I’ve been wondering about this lately as I’ve landed more and more assignments that rely heavily on phone interviews and less on pouring over websites for information. Conducting business over the phone has never been an easy task for me. Years ago, I thought I would simply get better over time.
Now, more than a decade has passed, and I marvel at how I still get knots in my stomach every time I have to call up a source for a story. I’m faced with the reality that when it comes to communication by phone, I may never improve.
I can’t speak for others, but my anxiety is typically rooted in the fear of first-time performance vs public criticism. Whether I’m learning how to operate a cash register or teaching children how to paint with sand, my nerves can’t help but scream, “They’re all gonna laugh at you!”

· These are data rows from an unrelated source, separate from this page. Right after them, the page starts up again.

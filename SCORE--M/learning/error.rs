use std::{fmt, panic::Location};

use thiserror::Error;

/// Boxed cause carried by stage failures.
pub type BoxError = Box<dyn std::error::Error + Send + Sync + 'static>;

/// Pipeline stage a failure belongs to.
#[derive(Debug, Clone, Copy, PartialEq, Eq, Hash)]
pub enum Stage {
    /// Reading and splitting the source dataset.
    Ingestion,
    /// Fitting and applying the preprocessor.
    Transformation,
    /// Grid search, selection, and model persistence.
    Training,
    /// Serving-time scoring of a single record.
    Prediction,
}

impl Stage {
    /// Lowercase stage name used in logs and events.
    #[must_use]
    pub const fn as_str(self) -> &'static str {
        match self {
            Self::Ingestion => "ingestion",
            Self::Transformation => "transformation",
            Self::Training => "training",
            Self::Prediction => "prediction",
        }
    }
}

impl fmt::Display for Stage {
    fn fmt(&self, f: &mut fmt::Formatter<'_>) -> fmt::Result {
        f.write_str(self.as_str())
    }
}

/// Source position where a failure crossed a stage boundary.
#[derive(Debug, Clone, Copy, PartialEq, Eq)]
pub struct SourceLocation {
    /// Source file.
    pub file: &'static str,
    /// Line within `file`.
    pub line: u32,
}

impl From<&'static Location<'static>> for SourceLocation {
    fn from(location: &'static Location<'static>) -> Self {
        Self {
            file: location.file(),
            line: location.line(),
        }
    }
}

impl fmt::Display for SourceLocation {
    fn fmt(&self, f: &mut fmt::Formatter<'_>) -> fmt::Result {
        write!(f, "{}:{}", self.file, self.line)
    }
}

/// Wrapped cause of a stage failure.
///
/// Displays only the wrap location when a cause is attached; the cause
/// itself is reached through [`std::error::Error::source`].
#[derive(Debug)]
pub struct StageFailure {
    /// Rendered message of the wrapped failure.
    pub message: String,
    /// Where the failure was wrapped.
    pub location: SourceLocation,
    /// Wrapped error, when there was one.
    pub source: Option<BoxError>,
}

impl fmt::Display for StageFailure {
    fn fmt(&self, f: &mut fmt::Formatter<'_>) -> fmt::Result {
        if self.source.is_some() {
            write!(f, "at {}", self.location)
        } else {
            write!(f, "{} (at {})", self.message, self.location)
        }
    }
}

impl std::error::Error for StageFailure {
    fn source(&self) -> Option<&(dyn std::error::Error + 'static)> {
        self.source
            .as_deref()
            .map(|cause| cause as &(dyn std::error::Error + 'static))
    }
}

/// The single domain error of the pipeline and the prediction service.
#[derive(Debug, Error)]
pub enum PipelineError {
    /// Ingestion could not read, split, or persist the dataset.
    #[error("data ingestion failed")]
    Ingestion(#[source] StageFailure),
    /// The preprocessor could not be fitted, applied, or saved.
    #[error("data transformation failed")]
    Transformation(#[source] StageFailure),
    /// Grid search or model persistence failed.
    #[error("model training failed")]
    Training(#[source] StageFailure),
    /// Quality gate: the best model scored below the acceptance threshold.
    #[error(
        "no acceptable model found: best was {best_model} with test R² {best_score:.4}, below {threshold}"
    )]
    NoAcceptableModel {
        /// Catalog name of the best candidate.
        best_model: String,
        /// Its test R².
        best_score: f64,
        /// Threshold it failed to reach.
        threshold: f64,
    },
    /// Artifacts could not be loaded or applied to a record.
    #[error("prediction failed")]
    Prediction(#[source] StageFailure),
}

impl PipelineError {
    /// Wraps a cause for `stage`, recording the caller's location.
    #[track_caller]
    pub fn wrap(stage: Stage, cause: impl Into<BoxError>) -> Self {
        let cause = cause.into();
        Self::from_failure(
            stage,
            StageFailure {
                message: cause.to_string(),
                location: Location::caller().into(),
                source: Some(cause),
            },
        )
    }

    /// Failure without an underlying error, recording the caller's location.
    #[track_caller]
    pub fn message(stage: Stage, message: impl Into<String>) -> Self {
        Self::from_failure(
            stage,
            StageFailure {
                message: message.into(),
                location: Location::caller().into(),
                source: None,
            },
        )
    }

    fn from_failure(stage: Stage, failure: StageFailure) -> Self {
        match stage {
            Stage::Ingestion => Self::Ingestion(failure),
            Stage::Transformation => Self::Transformation(failure),
            Stage::Training => Self::Training(failure),
            Stage::Prediction => Self::Prediction(failure),
        }
    }

    /// Stage the error originated in.
    #[must_use]
    pub const fn stage(&self) -> Stage {
        match self {
            Self::Ingestion(_) => Stage::Ingestion,
            Self::Transformation(_) => Stage::Transformation,
            Self::Training(_) | Self::NoAcceptableModel { .. } => Stage::Training,
            Self::Prediction(_) => Stage::Prediction,
        }
    }

    /// Every message in the source chain, outermost first, joined by `": "`.
    #[must_use]
    pub fn report(&self) -> String {
        let mut rendered = self.to_string();
        let mut next = std::error::Error::source(self);
        while let Some(cause) = next {
            rendered.push_str(": ");
            rendered.push_str(&cause.to_string());
            next = cause.source();
        }
        rendered
    }

    /// Wrapped failure details, absent for the quality gate.
    #[must_use]
    pub const fn failure(&self) -> Option<&StageFailure> {
        match self {
            Self::Ingestion(failure)
            | Self::Transformation(failure)
            | Self::Training(failure)
            | Self::Prediction(failure) => Some(failure),
            Self::NoAcceptableModel { .. } => None,
        }
    }
}

/// Converts component errors into [`PipelineError`] at a stage boundary.
pub trait StageResultExt<T> {
    /// Tags the error with `stage` and the caller's source location.
    fn in_stage(self, stage: Stage) -> Result<T, PipelineError>;
}

impl<T, E> StageResultExt<T> for Result<T, E>
where
    E: Into<BoxError>,
{
    #[track_caller]
    fn in_stage(self, stage: Stage) -> Result<T, PipelineError> {
        match self {
            Ok(value) => Ok(value),
            Err(err) => Err(PipelineError::wrap(stage, err)),
        }
    }
}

And phone interviews are no different. I’ve been a journalist for 18 years (including my college years on the newspaper) and my voice still shakes when I talk to a source for the first time. I try to counter this weakness by overpreparing with research and a makeshift script. It helps, and most of the time, my interview process isn’t unpleasant.
Yet every once and a while, there’s one phone interview that leaves me feeling like a real amateur. I can tell it’s going badly, but no matter how much I try, I can’t seem to turn it around. And the chorus in my head starts to sing, “They’re all gonna laugh at you!”
I recently spoke to a few freelancing cohorts on this topic. I mentioned the possibility of “curing” my anxiety with an improv class at a local wing of ComedySportz. One friend, an actor and artist, agreed that it couldn’t hurt. Ok. It could hurt a little.
However, a beginner’s class in improvisation isn’t like an episode of Whose Line Is It Anyway? He assured me improv lessons are meant to help you increase your comfort level and spark creativity, and beginners do get quite a bit of hand-holding.
But before I dive in, I want to ask for your input, dear readers. Let me know your thoughts. Please share your ideas on the subject:
- For you veteran journalists and writers out there. Did you suffer from phone anxiety when you started your career?
- If you don’t have anxiety before or during a phone interview, is it a natural gift or a skill that’s improved over time?
- What did or do you do to overcome your phone anxiety?